_Directions_.
Output all of the records exactly, word for word.

[[ Supplied information, beginning ]]

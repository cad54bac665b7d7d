//! Port for structured session logging.
//!
//! Defines the [`SessionLogger`] trait for recording the lifecycle of stream
//! sessions (submission, completion, failure, supersession) to a structured
//! log.
//!
//! This is separate from `tracing`-based operation logs: tracing handles
//! human-readable diagnostic messages, while this port captures a
//! machine-readable transcript (JSONL).

use serde_json::Value;

/// A structured session event for logging.
pub struct SessionEvent {
    /// Event type identifier (e.g., "session_submitted", "session_failed").
    pub event_type: &'static str,
    /// JSON payload with event-specific data.
    pub payload: Value,
}

impl SessionEvent {
    pub fn new(event_type: &'static str, payload: Value) -> Self {
        Self {
            event_type,
            payload,
        }
    }
}

/// Port for logging session events.
///
/// `log` is synchronous and infallible; logging failures are ignored so they
/// never disturb a running session.
pub trait SessionLogger: Send + Sync {
    fn log(&self, event: SessionEvent);
}

/// No-op implementation for tests and when logging is disabled.
pub struct NoSessionLogger;

impl SessionLogger for NoSessionLogger {
    fn log(&self, _event: SessionEvent) {}
}
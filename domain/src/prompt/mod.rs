//! Prompt submission domain.
//!
//! - [`request::PromptRequest`]: a validated, immutable submission
//! - [`request::GenerationMode`]: which backend interface handles it

pub mod request;
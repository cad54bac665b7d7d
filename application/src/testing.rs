//! In-memory port implementations for use case tests.

use crate::ports::context_repository::ContextRepository;
use crate::ports::health_source::HealthSource;
use crate::ports::session_logger::{SessionEvent, SessionLogger};
use crate::ports::streaming_backend::{
    BackendError, BackendRequest, ByteStream, Completion, StreamingBackend,
};
use async_trait::async_trait;
use futures::StreamExt;
use futures::channel::mpsc;
use ragdash_domain::{ContextDocument, ContextDraft, HealthReport};
use std::collections::VecDeque;
use std::sync::Mutex;

type Chunk = Result<Vec<u8>, BackendError>;

/// What the next `open_stream` call returns.
pub(crate) enum StreamScript {
    Status(u16),
    Unreachable,
    Items(Vec<Chunk>),
    Channel(mpsc::UnboundedReceiver<Chunk>),
}

impl StreamScript {
    pub(crate) fn chunks(parts: &[&str]) -> Self {
        StreamScript::Items(parts.iter().map(|p| Ok(p.as_bytes().to_vec())).collect())
    }

    pub(crate) fn status(status: u16) -> Self {
        StreamScript::Status(status)
    }

    /// A stream fed by the returned sender; it stays open until the sender
    /// is dropped.
    pub(crate) fn channel() -> (mpsc::UnboundedSender<Chunk>, Self) {
        let (tx, rx) = mpsc::unbounded();
        (tx, StreamScript::Channel(rx))
    }
}

#[derive(Default)]
pub(crate) struct ScriptedBackend {
    scripts: Mutex<VecDeque<StreamScript>>,
    requests: Mutex<Vec<BackendRequest>>,
    completion: Mutex<Option<Completion>>,
}

impl ScriptedBackend {
    pub(crate) fn new() -> Self {
        Self::default()
    }

    pub(crate) fn push(&self, script: StreamScript) {
        self.scripts.lock().unwrap().push_back(script);
    }

    pub(crate) fn set_completion(&self, completion: Completion) {
        *self.completion.lock().unwrap() = Some(completion);
    }

    pub(crate) fn requests(&self) -> Vec<BackendRequest> {
        self.requests.lock().unwrap().clone()
    }
}

#[async_trait]
impl StreamingBackend for ScriptedBackend {
    async fn open_stream(&self, request: &BackendRequest) -> Result<ByteStream, BackendError> {
        self.requests.lock().unwrap().push(request.clone());
        let script = self.scripts.lock().unwrap().pop_front();
        match script {
            Some(StreamScript::Status(status)) => Err(BackendError::HttpStatus {
                status,
                message: "scripted status".to_string(),
            }),
            Some(StreamScript::Unreachable) | None => {
                Err(BackendError::Network("connection refused".to_string()))
            }
            Some(StreamScript::Items(items)) => Ok(futures::stream::iter(items).boxed()),
            Some(StreamScript::Channel(rx)) => Ok(rx.boxed()),
        }
    }

    async fn complete(&self, request: &BackendRequest) -> Result<Completion, BackendError> {
        self.requests.lock().unwrap().push(request.clone());
        self.completion
            .lock()
            .unwrap()
            .clone()
            .ok_or_else(|| BackendError::Network("connection refused".to_string()))
    }
}

#[derive(Default)]
pub(crate) struct RecordingLogger {
    events: Mutex<Vec<(&'static str, serde_json::Value)>>,
}

impl RecordingLogger {
    pub(crate) fn count(&self, event_type: &str) -> usize {
        self.events
            .lock()
            .unwrap()
            .iter()
            .filter(|(t, _)| *t == event_type)
            .count()
    }
}

impl SessionLogger for RecordingLogger {
    fn log(&self, event: SessionEvent) {
        self.events
            .lock()
            .unwrap()
            .push((event.event_type, event.payload));
    }
}

/// Context store backed by a vector; ids are sequential.
#[derive(Default)]
pub(crate) struct InMemoryContexts {
    docs: Mutex<Vec<ContextDocument>>,
    next_id: Mutex<u32>,
    pub(crate) fail_with: Mutex<Option<BackendError>>,
}

impl InMemoryContexts {
    fn check(&self) -> Result<(), BackendError> {
        match self.fail_with.lock().unwrap().clone() {
            Some(err) => Err(err),
            None => Ok(()),
        }
    }

    fn missing(id: &str) -> BackendError {
        BackendError::HttpStatus {
            status: 500,
            message: format!("Error updating context: {} not found", id),
        }
    }
}

#[async_trait]
impl ContextRepository for InMemoryContexts {
    async fn list(&self) -> Result<Vec<ContextDocument>, BackendError> {
        self.check()?;
        Ok(self.docs.lock().unwrap().clone())
    }

    async fn create(&self, draft: &ContextDraft) -> Result<String, BackendError> {
        self.check()?;
        let mut next_id = self.next_id.lock().unwrap();
        *next_id += 1;
        let id = format!("doc-{}", next_id);
        self.docs
            .lock()
            .unwrap()
            .push(ContextDocument::new(id.clone(), draft.clone()));
        Ok(id)
    }

    async fn update(&self, id: &str, draft: &ContextDraft) -> Result<(), BackendError> {
        self.check()?;
        let mut docs = self.docs.lock().unwrap();
        let doc = docs
            .iter_mut()
            .find(|d| d.id == id)
            .ok_or_else(|| Self::missing(id))?;
        doc.title = draft.title.clone();
        doc.content = draft.content.clone();
        Ok(())
    }

    async fn delete(&self, id: &str) -> Result<(), BackendError> {
        self.check()?;
        let mut docs = self.docs.lock().unwrap();
        let before = docs.len();
        docs.retain(|d| d.id != id);
        if docs.len() == before {
            return Err(Self::missing(id));
        }
        Ok(())
    }

    async fn seed_mock_data(&self) -> Result<(), BackendError> {
        self.create(&ContextDraft::new("Sample", "Mock context document"))
            .await
            .map(|_| ())
    }
}

/// Health source returning queued results, then repeating the last one.
#[derive(Default)]
pub(crate) struct ScriptedHealth {
    results: Mutex<VecDeque<Result<HealthReport, BackendError>>>,
    calls: Mutex<usize>,
}

impl ScriptedHealth {
    pub(crate) fn new(results: Vec<Result<HealthReport, BackendError>>) -> Self {
        Self {
            results: Mutex::new(results.into()),
            calls: Mutex::new(0),
        }
    }

    pub(crate) fn calls(&self) -> usize {
        *self.calls.lock().unwrap()
    }
}

#[async_trait]
impl HealthSource for ScriptedHealth {
    async fn status(&self) -> Result<HealthReport, BackendError> {
        *self.calls.lock().unwrap() += 1;
        let mut results = self.results.lock().unwrap();
        if results.len() > 1 {
            results.pop_front().unwrap()
        } else {
            results
                .front()
                .cloned()
                .unwrap_or_else(|| Err(BackendError::Network("unreachable".to_string())))
        }
    }
}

[[ Supplied information, end ]]

_The answer_.
repository cad54bac665b7d7d
//! Port for structured session logging.
//!
//! Defines the [`SessionLogger`] trait for recording the lifecycle of stream
//! sessions (submission, completion, failure, supersession) to a structured
//! log.
//!
//! This is separate from `tracing`-based operation logs: tracing handles
//! human-readable diagnostic messages, while this port captures a
//! machine-readable transcript (JSONL).

use serde_json::Value;

/// A structured session event for logging.
pub struct SessionEvent {
    /// Event type identifier (e.g., "session_submitted", "session_failed").
    pub event_type: &'static str,
    /// JSON payload with event-specific data.
    pub payload: Value,
}

impl SessionEvent {
    pub fn new(event_type: &'static str, payload: Value) -> Self {
        Self {
            event_type,
            payload,
        }
    }
}

/// Port for logging session events.
///
/// `log` is synchronous and infallible; logging failures are ignored so they
/// never disturb a running session.
pub trait SessionLogger: Send + Sync {
    fn log(&self, event: SessionEvent);
}

/// No-op implementation for tests and when logging is disabled.
pub struct NoSessionLogger;

impl SessionLogger for NoSessionLogger {
    fn log(&self, _event: SessionEvent) {}
}
filename domain/src/prompt/mod.rs
//! Prompt submission domain.
//!
//! - [`request::PromptRequest`]: a validated, immutable submission
//! - [`request::GenerationMode`]: which backend interface handles it

pub mod request;
repository cad54bac665b7d7d
filename application/src/testing.rs
//! In-memory port implementations for use case tests.

use crate::ports::context_repository::ContextRepository;
use crate::ports::health_source::HealthSource;
use crate::ports::session_logger::{SessionEvent, SessionLogger};
use crate::ports::streaming_backend::{
    BackendError, BackendRequest, ByteStream, Completion, StreamingBackend,
};
use async_trait::async_trait;
use futures::StreamExt;
use futures::channel::mpsc;
use ragdash_domain::{ContextDocument, ContextDraft, HealthReport};
use std::collections::VecDeque;
use std::sync::Mutex;

type Chunk = Result<Vec<u8>, BackendError>;

/// What the next `open_stream` call returns.
pub(crate) enum StreamScript {
    Status(u16),
    Unreachable,
    Items(Vec<Chunk>),
    Channel(mpsc::UnboundedReceiver<Chunk>),
}

impl StreamScript {
    pub(crate) fn chunks(parts: &[&str]) -> Self {
        StreamScript::Items(parts.iter().map(|p| Ok(p.as_bytes().to_vec())).collect())
    }

    pub(crate) fn status(status: u16) -> Self {
        StreamScript::Status(status)
    }

    /// A stream fed by the returned sender; it stays open until the sender
    /// is dropped.
    pub(crate) fn channel() -> (mpsc::UnboundedSender<Chunk>, Self) {
        let (tx, rx) = mpsc::unbounded();
        (tx, StreamScript::Channel(rx))
    }
}

#[derive(Default)]
pub(crate) struct ScriptedBackend {
    scripts: Mutex<VecDeque<StreamScript>>,
    requests: Mutex<Vec<BackendRequest>>,
    completion: Mutex<Option<Completion>>,
}

impl ScriptedBackend {
    pub(crate) fn new() -> Self {
        Self::default()
    }

    pub(crate) fn push(&self, script: StreamScript) {
        self.scripts.lock().unwrap().push_back(script);
    }

    pub(crate) fn set_completion(&self, completion: Completion) {
        *self.completion.lock().unwrap() = Some(completion);
    }

    pub(crate) fn requests(&self) -> Vec<BackendRequest> {
        self.requests.lock().unwrap().clone()
    }
}

#[async_trait]
impl StreamingBackend for ScriptedBackend {
    async fn open_stream(&self, request: &BackendRequest) -> Result<ByteStream, BackendError> {
        self.requests.lock().unwrap().push(request.clone());
        let script = self.scripts.lock().unwrap().pop_front();
        match script {
            Some(StreamScript::Status(status)) => Err(BackendError::HttpStatus {
                status,
                message: "scripted status".to_string(),
            }),
            Some(StreamScript::Unreachable) | None => {
                Err(BackendError::Network("connection refused".to_string()))
            }
            Some(StreamScript::Items(items)) => Ok(futures::stream::iter(items).boxed()),
            Some(StreamScript::Channel(rx)) => Ok(rx.boxed()),
        }
    }

    async fn complete(&self, request: &BackendRequest) -> Result<Completion, BackendError> {
        self.requests.lock().unwrap().push(request.clone());
        self.completion
            .lock()
            .unwrap()
            .clone()
            .ok_or_else(|| BackendError::Network("connection refused".to_string()))
    }
}

#[derive(Default)]
pub(crate) struct RecordingLogger {
    events: Mutex<Vec<(&'static str, serde_json::Value)>>,
}

impl RecordingLogger {
    pub(crate) fn count(&self, event_type: &str) -> usize {
        self.events
            .lock()
            .unwrap()
            .iter()
            .filter(|(t, _)| *t == event_type)
            .count()
    }
}

impl SessionLogger for RecordingLogger {
    fn log(&self, event: SessionEvent) {
        self.events
            .lock()
            .unwrap()
            .push((event.event_type, event.payload));
    }
}

/// Context store backed by a vector; ids are sequential.
#[derive(Default)]
pub(crate) struct InMemoryContexts {
    docs: Mutex<Vec<ContextDocument>>,
    next_id: Mutex<u32>,
    pub(crate) fail_with: Mutex<Option<BackendError>>,
}

impl InMemoryContexts {
    fn check(&self) -> Result<(), BackendError> {
        match self.fail_with.lock().unwrap().clone() {
            Some(err) => Err(err),
            None => Ok(()),
        }
    }

    fn missing(id: &str) -> BackendError {
        BackendError::HttpStatus {
            status: 500,
            message: format!("Error updating context: {} not found", id),
        }
    }
}

#[async_trait]
impl ContextRepository for InMemoryContexts {
    async fn list(&self) -> Result<Vec<ContextDocument>, BackendError> {
        self.check()?;
        Ok(self.docs.lock().unwrap().clone())
    }

    async fn create(&self, draft: &ContextDraft) -> Result<String, BackendError> {
        self.check()?;
        let mut next_id = self.next_id.lock().unwrap();
        *next_id += 1;
        let id = format!("doc-{}", next_id);
        self.docs
            .lock()
            .unwrap()
            .push(ContextDocument::new(id.clone(), draft.clone()));
        Ok(id)
    }

    async fn update(&self, id: &str, draft: &ContextDraft) -> Result<(), BackendError> {
        self.check()?;
        let mut docs = self.docs.lock().unwrap();
        let doc = docs
            .iter_mut()
            .find(|d| d.id == id)
            .ok_or_else(|| Self::missing(id))?;
        doc.title = draft.title.clone();
        doc.content = draft.content.clone();
        Ok(())
    }

    async fn delete(&self, id: &str) -> Result<(), BackendError> {
        self.check()?;
        let mut docs = self.docs.lock().unwrap();
        let before = docs.len();
        docs.retain(|d| d.id != id);
        if docs.len() == before {
            return Err(Self::missing(id));
        }
        Ok(())
    }

    async fn seed_mock_data(&self) -> Result<(), BackendError> {
        self.create(&ContextDraft::new("Sample", "Mock context document"))
            .await
            .map(|_| ())
    }
}

/// Health source returning queued results, then repeating the last one.
#[derive(Default)]
pub(crate) struct ScriptedHealth {
    results: Mutex<VecDeque<Result<HealthReport, BackendError>>>,
    calls: Mutex<usize>,
}

impl ScriptedHealth {
    pub(crate) fn new(results: Vec<Result<HealthReport, BackendError>>) -> Self {
        Self {
            results: Mutex::new(results.into()),
            calls: Mutex::new(0),
        }
    }

    pub(crate) fn calls(&self) -> usize {
        *self.calls.lock().unwrap()
    }
}

#[async_trait]
impl HealthSource for ScriptedHealth {
    async fn status(&self) -> Result<HealthReport, BackendError> {
        *self.calls.lock().unwrap() += 1;
        let mut results = self.results.lock().unwrap();
        if results.len() > 1 {
            results.pop_front().unwrap()
        } else {
            results
                .front()
                .cloned()
                .unwrap_or_else(|| Err(BackendError::Network("unreachable".to_string())))
        }
    }
}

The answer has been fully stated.